» **TASK REQUIREMENTS**: Without changing anything, reproduce every record below.

[Stored data entries]
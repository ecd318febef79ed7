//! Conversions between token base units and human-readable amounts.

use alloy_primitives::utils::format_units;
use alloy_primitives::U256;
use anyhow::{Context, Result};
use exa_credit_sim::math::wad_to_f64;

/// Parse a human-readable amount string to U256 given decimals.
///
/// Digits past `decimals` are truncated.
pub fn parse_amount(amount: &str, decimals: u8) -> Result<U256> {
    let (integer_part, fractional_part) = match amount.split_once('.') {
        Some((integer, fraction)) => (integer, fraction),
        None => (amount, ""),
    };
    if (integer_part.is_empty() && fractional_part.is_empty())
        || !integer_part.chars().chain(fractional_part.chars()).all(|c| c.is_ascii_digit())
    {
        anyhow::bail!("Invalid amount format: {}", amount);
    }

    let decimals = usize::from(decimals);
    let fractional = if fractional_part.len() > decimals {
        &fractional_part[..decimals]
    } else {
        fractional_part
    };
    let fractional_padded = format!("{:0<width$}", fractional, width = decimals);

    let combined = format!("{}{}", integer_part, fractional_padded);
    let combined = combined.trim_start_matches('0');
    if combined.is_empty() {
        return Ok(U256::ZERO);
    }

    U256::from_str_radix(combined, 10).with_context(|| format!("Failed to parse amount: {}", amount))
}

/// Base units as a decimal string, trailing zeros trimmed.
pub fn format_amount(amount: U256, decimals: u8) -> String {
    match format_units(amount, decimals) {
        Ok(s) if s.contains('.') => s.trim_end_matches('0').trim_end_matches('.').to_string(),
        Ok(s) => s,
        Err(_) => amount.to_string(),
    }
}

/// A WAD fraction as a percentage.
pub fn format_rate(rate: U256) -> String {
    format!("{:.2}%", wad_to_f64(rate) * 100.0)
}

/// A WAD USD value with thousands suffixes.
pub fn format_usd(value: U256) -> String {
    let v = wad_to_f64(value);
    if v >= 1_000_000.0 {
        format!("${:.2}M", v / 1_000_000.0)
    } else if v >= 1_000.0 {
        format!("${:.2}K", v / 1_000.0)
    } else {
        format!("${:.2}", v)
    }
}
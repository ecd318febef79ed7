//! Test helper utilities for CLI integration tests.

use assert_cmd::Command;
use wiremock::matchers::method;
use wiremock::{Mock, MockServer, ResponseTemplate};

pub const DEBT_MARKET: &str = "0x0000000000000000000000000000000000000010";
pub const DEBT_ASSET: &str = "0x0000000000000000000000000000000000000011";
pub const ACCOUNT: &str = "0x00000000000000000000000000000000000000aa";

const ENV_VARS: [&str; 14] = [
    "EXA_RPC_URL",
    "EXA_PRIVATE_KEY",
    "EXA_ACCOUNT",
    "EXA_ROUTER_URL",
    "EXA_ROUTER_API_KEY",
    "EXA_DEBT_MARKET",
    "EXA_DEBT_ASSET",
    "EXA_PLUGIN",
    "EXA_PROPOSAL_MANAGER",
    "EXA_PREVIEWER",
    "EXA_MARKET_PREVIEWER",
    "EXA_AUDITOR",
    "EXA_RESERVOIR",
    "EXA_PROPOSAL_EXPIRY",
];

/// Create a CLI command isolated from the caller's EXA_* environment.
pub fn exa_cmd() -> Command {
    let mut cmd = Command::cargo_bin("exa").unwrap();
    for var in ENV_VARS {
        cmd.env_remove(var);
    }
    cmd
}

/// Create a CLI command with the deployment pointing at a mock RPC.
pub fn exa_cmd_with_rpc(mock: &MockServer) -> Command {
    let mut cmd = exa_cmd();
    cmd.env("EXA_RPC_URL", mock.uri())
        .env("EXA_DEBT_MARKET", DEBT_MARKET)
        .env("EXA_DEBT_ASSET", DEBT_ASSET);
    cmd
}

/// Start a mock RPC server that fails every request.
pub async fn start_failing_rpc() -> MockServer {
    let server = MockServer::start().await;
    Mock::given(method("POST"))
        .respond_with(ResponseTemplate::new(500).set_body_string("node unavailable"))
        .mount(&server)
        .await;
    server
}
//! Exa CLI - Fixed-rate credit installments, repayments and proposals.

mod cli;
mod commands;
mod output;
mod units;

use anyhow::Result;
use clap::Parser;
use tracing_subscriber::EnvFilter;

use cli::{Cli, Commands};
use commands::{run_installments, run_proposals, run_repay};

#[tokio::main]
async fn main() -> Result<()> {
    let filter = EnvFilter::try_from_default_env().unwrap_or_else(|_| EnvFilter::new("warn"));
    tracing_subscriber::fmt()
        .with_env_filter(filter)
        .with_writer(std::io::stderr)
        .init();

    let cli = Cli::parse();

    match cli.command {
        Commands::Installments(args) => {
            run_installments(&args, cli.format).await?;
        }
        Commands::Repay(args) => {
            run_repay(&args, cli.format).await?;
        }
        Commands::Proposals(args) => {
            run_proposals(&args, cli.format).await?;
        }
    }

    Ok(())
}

» **YOUR SOLUTION**:
repository ecd318febef79ed7
//! Conversions between token base units and human-readable amounts.

use alloy_primitives::utils::format_units;
use alloy_primitives::U256;
use anyhow::{Context, Result};
use exa_credit_sim::math::wad_to_f64;

/// Parse a human-readable amount string to U256 given decimals.
///
/// Digits past `decimals` are truncated.
pub fn parse_amount(amount: &str, decimals: u8) -> Result<U256> {
    let (integer_part, fractional_part) = match amount.split_once('.') {
        Some((integer, fraction)) => (integer, fraction),
        None => (amount, ""),
    };
    if (integer_part.is_empty() && fractional_part.is_empty())
        || !integer_part.chars().chain(fractional_part.chars()).all(|c| c.is_ascii_digit())
    {
        anyhow::bail!("Invalid amount format: {}", amount);
    }

    let decimals = usize::from(decimals);
    let fractional = if fractional_part.len() > decimals {
        &fractional_part[..decimals]
    } else {
        fractional_part
    };
    let fractional_padded = format!("{:0<width$}", fractional, width = decimals);

    let combined = format!("{}{}", integer_part, fractional_padded);
    let combined = combined.trim_start_matches('0');
    if combined.is_empty() {
        return Ok(U256::ZERO);
    }

    U256::from_str_radix(combined, 10).with_context(|| format!("Failed to parse amount: {}", amount))
}

/// Base units as a decimal string, trailing zeros trimmed.
pub fn format_amount(amount: U256, decimals: u8) -> String {
    match format_units(amount, decimals) {
        Ok(s) if s.contains('.') => s.trim_end_matches('0').trim_end_matches('.').to_string(),
        Ok(s) => s,
        Err(_) => amount.to_string(),
    }
}

/// A WAD fraction as a percentage.
pub fn format_rate(rate: U256) -> String {
    format!("{:.2}%", wad_to_f64(rate) * 100.0)
}

/// A WAD USD value with thousands suffixes.
pub fn format_usd(value: U256) -> String {
    let v = wad_to_f64(value);
    if v >= 1_000_000.0 {
        format!("${:.2}M", v / 1_000_000.0)
    } else if v >= 1_000.0 {
        format!("${:.2}K", v / 1_000.0)
    } else {
        format!("${:.2}", v)
    }
}
repository ecd318febef79ed7
//! Test helper utilities for CLI integration tests.

use assert_cmd::Command;
use wiremock::matchers::method;
use wiremock::{Mock, MockServer, ResponseTemplate};

pub const DEBT_MARKET: &str = "0x0000000000000000000000000000000000000010";
pub const DEBT_ASSET: &str = "0x0000000000000000000000000000000000000011";
pub const ACCOUNT: &str = "0x00000000000000000000000000000000000000aa";

const ENV_VARS: [&str; 14] = [
    "EXA_RPC_URL",
    "EXA_PRIVATE_KEY",
    "EXA_ACCOUNT",
    "EXA_ROUTER_URL",
    "EXA_ROUTER_API_KEY",
    "EXA_DEBT_MARKET",
    "EXA_DEBT_ASSET",
    "EXA_PLUGIN",
    "EXA_PROPOSAL_MANAGER",
    "EXA_PREVIEWER",
    "EXA_MARKET_PREVIEWER",
    "EXA_AUDITOR",
    "EXA_RESERVOIR",
    "EXA_PROPOSAL_EXPIRY",
];

/// Create a CLI command isolated from the caller's EXA_* environment.
pub fn exa_cmd() -> Command {
    let mut cmd = Command::cargo_bin("exa").unwrap();
    for var in ENV_VARS {
        cmd.env_remove(var);
    }
    cmd
}

/// Create a CLI command with the deployment pointing at a mock RPC.
pub fn exa_cmd_with_rpc(mock: &MockServer) -> Command {
    let mut cmd = exa_cmd();
    cmd.env("EXA_RPC_URL", mock.uri())
        .env("EXA_DEBT_MARKET", DEBT_MARKET)
        .env("EXA_DEBT_ASSET", DEBT_ASSET);
    cmd
}

/// Start a mock RPC server that fails every request.
pub async fn start_failing_rpc() -> MockServer {
    let server = MockServer::start().await;
    Mock::given(method("POST"))
        .respond_with(ResponseTemplate::new(500).set_body_string("node unavailable"))
        .mount(&server)
        .await;
    server
}
//! Exa CLI - Fixed-rate credit installments, repayments and proposals.

mod cli;
mod commands;
mod output;
mod units;

use anyhow::Result;
use clap::Parser;
use tracing_subscriber::EnvFilter;

use cli::{Cli, Commands};
use commands::{run_installments, run_proposals, run_repay};

#[tokio::main]
async fn main() -> Result<()> {
    let filter = EnvFilter::try_from_default_env().unwrap_or_else(|_| EnvFilter::new("warn"));
    tracing_subscriber::fmt()
        .with_env_filter(filter)
        .with_writer(std::io::stderr)
        .init();

    let cli = Cli::parse();

    match cli.command {
        Commands::Installments(args) => {
            run_installments(&args, cli.format).await?;
        }
        Commands::Repay(args) => {
            run_repay(&args, cli.format).await?;
        }
        Commands::Proposals(args) => {
            run_proposals(&args, cli.format).await?;
        }
    }

    Ok(())
}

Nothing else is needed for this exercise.